Conclusões/Considerações finais Analisar a insegurança alimentar sob a perspectiva interseccional contribui significativamente para a compreensão dos determinantes sistêmicos desse problema, permitindo uma abordagem mais abrangente que considera as múltiplas dimensões das desigualdades e opressões que afetam grupos marginalizados. Através dessa perspectiva, é possível direcionar políticas públicas mais precisa e sensível às diferenças existentes entre os grupos, levando em consideração a complexa hierarquização social, racial e de gênero presente no contexto brasileiro. A abordagem interseccional revela não apenas a dura realidade enfrentada por esses grupos marginalizados em relação à insegurança alimentar, mas também pode ser usada para destacar sua potência e contribuição para o desenvolvimento da sociedade, bem como para a promoção da segurança alimentar e cuidados em saúde. Mas em um contexto desafiador, onde o acesso a alimentos de qualidade e em quantidade suficiente é dificultado pelo contexto socioeconômico de privação e pelas barreiras no acesso a serviços básicos, aumentam as possibilidades de desenvolvimento de problemas de saúde, como desnutrição, doenças crônicas, mortalidade materna e infantil e doenças infecciosas.
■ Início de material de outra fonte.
use crate::{
    db::dao::ClassroomDao, db::entities::classroom, error::AppError, services::input,
};

#[derive(Clone)]
pub struct ClassroomService {
    classroom_dao: ClassroomDao,
}

impl ClassroomService {
    pub fn new(classroom_dao: ClassroomDao) -> Self {
        Self { classroom_dao }
    }

    pub async fn create(&self, name: &str) -> Result<classroom::Model, AppError> {
        let name = input::required_text("Classroom name", name)?;
        let classroom = self.classroom_dao.create_classroom(&name).await?;
        tracing::info!(classroom_id = classroom.id, name = %classroom.name, "classroom created");
        Ok(classroom)
    }

    pub async fn list(&self) -> Result<Vec<classroom::Model>, AppError> {
        Ok(self.classroom_dao.list_classrooms().await?)
    }

    pub async fn get(&self, id: i32) -> Result<classroom::Model, AppError> {
        Ok(self.classroom_dao.find_classroom(id).await?)
    }

    /// Deletes the classroom and every student enrolled in it.
    pub async fn delete(&self, id: i32) -> Result<(), AppError> {
        let removed = self.classroom_dao.delete_classroom(id).await?;
        tracing::info!(classroom_id = id, students_removed = removed, "classroom deleted");
        Ok(())
    }
}

#[cfg(test)]
mod tests {
    use crate::{error::AppError, services::ServiceContext, test_helpers::memory_db};

    #[tokio::test]
    async fn created_classroom_is_listed_once_with_a_stable_id() {
        let db = memory_db().await;
        let service = ServiceContext::new(&db).classroom();

        let created = service.create("  3º ano B ").await.expect("create classroom");
        assert_eq!(created.name, "3º ano B");

        let first = service.list().await.expect("list classrooms");
        let second = service.list().await.expect("list classrooms again");
        assert_eq!(first, second);
        assert_eq!(
            first.iter().filter(|classroom| classroom.id == created.id).count(),
            1
        );

        let fetched = service.get(created.id).await.expect("get classroom");
        assert_eq!(fetched, created);
    }

    #[tokio::test]
    async fn blank_names_are_rejected() {
        let db = memory_db().await;
        let service = ServiceContext::new(&db).classroom();

        let err = service.create("   ").await.expect_err("blank name should fail");
        assert!(matches!(err, AppError::Validation(_)));
        assert!(service.list().await.expect("list").is_empty());
    }

    #[tokio::test]
    async fn delete_cascades_to_students() {
        let db = memory_db().await;
        let services = ServiceContext::new(&db);
        let classroom = services.classroom().create("2A").await.expect("create");
        let other = services.classroom().create("2B").await.expect("create");

        let mut enrolled = Vec::new();
        for name in ["Ana", "Beto", "Caio"] {
            let student = services
                .student()
                .create(name, classroom.id, 11)
                .await
                .expect("enroll");
            enrolled.push(student.id);
        }
        let survivor = services
            .student()
            .create("Dora", other.id, 12)
            .await
            .expect("enroll");

        services
            .classroom()
            .delete(classroom.id)
            .await
            .expect("delete classroom");

        assert!(matches!(
            services.classroom().get(classroom.id).await,
            Err(AppError::NotFound(_))
        ));
        for id in enrolled {
            assert!(matches!(
                services.student().get(id).await,
                Err(AppError::NotFound(_))
            ));
        }
        assert_eq!(
            services.student().get(survivor.id).await.expect("survivor"),
            survivor
        );
    }

    #[tokio::test]
    async fn deleting_a_missing_classroom_is_not_found() {
        let db = memory_db().await;
        let service = ServiceContext::new(&db).classroom();

        let err = service.delete(404).await.expect_err("missing classroom");
        assert!(matches!(err, AppError::NotFound(_)));
    }
}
Uma vez que a segurança alimentar é um determinante das condições de saúde, torna-se oportuno estabelecer um diálogo efetivo entre a Política Nacional Integral de Saúde da População Negra e a Política Nacional de Alimentação e Nutrição. Essa integração visa promover intervenções específicas e sensíveis às demandas postas, bem como fortalecer os espaços de participação social, a fim de garantir que a população negra, em especial as mulheres negras, sejam protagonistas na luta contra a fome e na construção de estratégias efetivas de segurança alimentar com vistas a promover o acesso equitativo a alimentação adequada.